Not how anyone wants to begin a holiday morning.

This is how my day started: up at 6:30 after a scant four hours of interrupted sleep, blearily cleaning up child and environs, disinfecting things, comforting, and trying to gather enough brain cells to work out how our plans would have to be adjusted around this development.

Christ is risen. Alleluia, right?

I settled the child, showered until I felt clean again, then went back to bed.

An hour later, my youngest was awake and agitating for an Easter egg hunt. I lay in bed listening to the piping little voice becoming more and more excited and emotional, gathering the strength to pull myself back out from under the covers and into the light of day. I made myself get up and orchestrate breakfast so that the kids would have real food before heading for the chocolate. (I also wanted to check to see if anyone else’s breakfast was going to return on them. This is Mommy calculus, right here.)

As I write this, it is 9AM, breakfasts have been eaten, baskets and eggs found, and children kicked outside to blow bubbles with their new bubble wands. The puker is sitting with mint tea and some crackers, gingerly testing his stomach in the hope that Easter dinner might not turn out to be beyond him. My guests have been forewarned about the possibility of vomit and have decided to take the risk and come over anyway, so I have maybe another couple of hours before things get busy again.

So why am I here, punch-drunk with exhaustion, spending my few quiet moments on Easter Sunday morning writing a blog post for the benefit of my handful of readers? What is so important that I have to write about it now?

Christ is risen! Alleluia! 

What else is there to say?

I’ve been blogging a lot longer than I’ve been at Patheos. I’ve shared a lot of heartbreak and grief through my writing, much of it in the five years after separating from my husband. I walked a road not often talked about, that of being married but living apart, of keeping my vows to the best of my ability while maintaining boundaries for my own well-being and that of my children, of loving my husband from a distance. I never wanted our separation, but I was technically the one to walk away, even though I knew that, in his brokenness, my husband might never find the strength to follow.

I waited.

I grieved.

I lived in that Holy Saturday space, when all seems lost and there is nothing to do but wait or despair. When the drama of the rendering of ties and life and loyalties is over, and everything seems dead. But the disciples are still hanging around in Jerusalem, not ready to walk away yet, not sure what there is to hope for.
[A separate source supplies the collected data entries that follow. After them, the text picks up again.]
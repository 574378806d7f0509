use pallas_codec::minicbor;
use std::collections::BTreeMap;
use thiserror::Error;

mod ledger_interop;
#[cfg(test)]
mod tests;

pub(crate) use ledger_interop::LedgerPlutusData;

/// Untyped representation of on-chain data. Datums and redeemers are converted to and from this
/// type before they touch the ledger.
#[allow(missing_docs)]
#[derive(Debug, PartialEq, Eq, PartialOrd, Ord, Clone, Hash)]
pub enum PlutusData {
    Constr(Constr<PlutusData>),
    Map(BTreeMap<PlutusData, PlutusData>),
    BigInt(BigInt),
    BoundedBytes(Vec<u8>),
    Array(Vec<PlutusData>),
}

/// Constructor application: index of the constructor and its fields
#[allow(missing_docs)]
#[derive(Debug, PartialEq, Eq, PartialOrd, Ord, Clone, Hash)]
pub struct Constr<T> {
    pub constr: u64,
    pub fields: Vec<T>,
}

/// Integer as it is stored on-chain. `Int` covers everything CBOR can represent natively, the
/// other variants carry big-endian bignum bytes.
#[allow(missing_docs)]
#[derive(Debug, PartialEq, Eq, PartialOrd, Ord, Clone, Hash)]
pub enum BigInt {
    Int { neg: bool, val: u64 },
    BigUInt(Vec<u8>),
    BigNInt(Vec<u8>),
}

#[allow(missing_docs)]
#[derive(Debug, Error, PartialEq, Eq)]
pub enum PlutusDataError {
    #[error("Failed to encode PlutusData: {0}")]
    Encode(String),
    #[error("Failed to decode PlutusData: {0}")]
    Decode(String),
    #[error("Integer doesn't fit in the requested type")]
    IntOutOfRange,
    #[error("Expected {expected}, found {found:?}")]
    UnexpectedShape {
        expected: &'static str,
        found: PlutusData,
    },
}

impl PlutusData {
    /// Canonical CBOR bytes of this value
    pub fn to_cbor(&self) -> Result<Vec<u8>, PlutusDataError> {
        let ledger = LedgerPlutusData::try_from(self)?;
        minicbor::to_vec(&ledger).map_err(|e| PlutusDataError::Encode(e.to_string()))
    }

    /// Parse a value from its CBOR bytes
    pub fn from_cbor(bytes: &[u8]) -> Result<PlutusData, PlutusDataError> {
        let ledger: LedgerPlutusData =
            minicbor::decode(bytes).map_err(|e| PlutusDataError::Decode(e.to_string()))?;
        PlutusData::try_from(ledger)
    }

    /// Constructor with no fields, the shape of unit-like redeemers
    pub fn empty_constr(constr: u64) -> PlutusData {
        PlutusData::Constr(Constr {
            constr,
            fields: Vec::new(),
        })
    }

    /// Borrow the inner bytes if this is a `BoundedBytes`
    pub fn as_bytes(&self) -> Result<&[u8], PlutusDataError> {
        match self {
            PlutusData::BoundedBytes(bytes) => Ok(bytes),
            other => Err(PlutusDataError::UnexpectedShape {
                expected: "bytes",
                found: other.clone(),
            }),
        }
    }

    /// Borrow the inner integer if this is a `BigInt`
    pub fn as_big_int(&self) -> Result<&BigInt, PlutusDataError> {
        match self {
            PlutusData::BigInt(int) => Ok(int),
            other => Err(PlutusDataError::UnexpectedShape {
                expected: "integer",
                found: other.clone(),
            }),
        }
    }
}

impl From<i64> for BigInt {
    fn from(num: i64) -> Self {
        let neg = num.is_negative();
        let val = num.unsigned_abs();
        BigInt::Int { neg, val }
    }
}

impl From<u64> for BigInt {
    fn from(val: u64) -> Self {
        BigInt::Int { neg: false, val }
    }
}

impl TryFrom<&BigInt> for i128 {
    type Error = PlutusDataError;

    fn try_from(big_int: &BigInt) -> Result<Self, Self::Error> {
        match big_int {
            BigInt::Int { neg, val } => {
                let value = *val as i128;
                Ok(if *neg { -value } else { value })
            }
            BigInt::BigUInt(bytes) => {
                let magnitude = bytes_to_u128(bytes)?;
                i128::try_from(magnitude).map_err(|_| PlutusDataError::IntOutOfRange)
            }
            BigInt::BigNInt(bytes) => {
                let magnitude = bytes_to_u128(bytes)?;
                let magnitude =
                    i128::try_from(magnitude).map_err(|_| PlutusDataError::IntOutOfRange)?;
                Ok(-1 - magnitude)
            }
        }
    }
}

impl TryFrom<&BigInt> for i64 {
    type Error = PlutusDataError;

    fn try_from(big_int: &BigInt) -> Result<Self, Self::Error> {
        let wide = i128::try_from(big_int)?;
        i64::try_from(wide).map_err(|_| PlutusDataError::IntOutOfRange)
    }
}

impl TryFrom<&BigInt> for u64 {
    type Error = PlutusDataError;

    fn try_from(big_int: &BigInt) -> Result<Self, Self::Error> {
        let wide = i128::try_from(big_int)?;
        u64::try_from(wide).map_err(|_| PlutusDataError::IntOutOfRange)
    }
}

impl From<i64> for PlutusData {
    fn from(num: i64) -> Self {
        PlutusData::BigInt(num.into())
    }
}

impl From<u64> for PlutusData {
    fn from(num: u64) -> Self {
        PlutusData::BigInt(num.into())
    }
}

impl From<Vec<u8>> for PlutusData {
    fn from(bytes: Vec<u8>) -> Self {
        PlutusData::BoundedBytes(bytes)
    }
}

fn bytes_to_u128(bytes: &[u8]) -> Result<u128, PlutusDataError> {
    let significant: Vec<u8> = bytes.iter().copied().skip_while(|b| *b == 0).collect();
    if significant.len() > 16 {
        return Err(PlutusDataError::IntOutOfRange);
    }
    Ok(significant
        .iter()
        .fold(0u128, |acc, byte| (acc << 8) | *byte as u128))
}

fn constr_tag(constr: u64) -> Option<u64> {
    match constr {
        0..=6 => Some(121 + constr),
        7..=127 => Some(1280 + constr - 7),
        _ => None,
    }
}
Maybe making plans for an eventuality never anticipated.


My mother is a big advocate of celebrating Easter in the parish where you spent Lent. You go through Lent together, it’s right that you share Easter.

And that’s why I’m sharing this with you, my readers. You shared my grief. You should share what comes after.

Last night, at the Easter Vigil, we sang one of my favorite Easter hymns. When we came to the last verse, I couldn’t contain an almost-painful joy.

When our hearts are saddened, grieving or in pain,
By Your touch You call us back to life again;
Fields of our hearts that dead and bare have been:
Love is come again, like wheat that springs up green.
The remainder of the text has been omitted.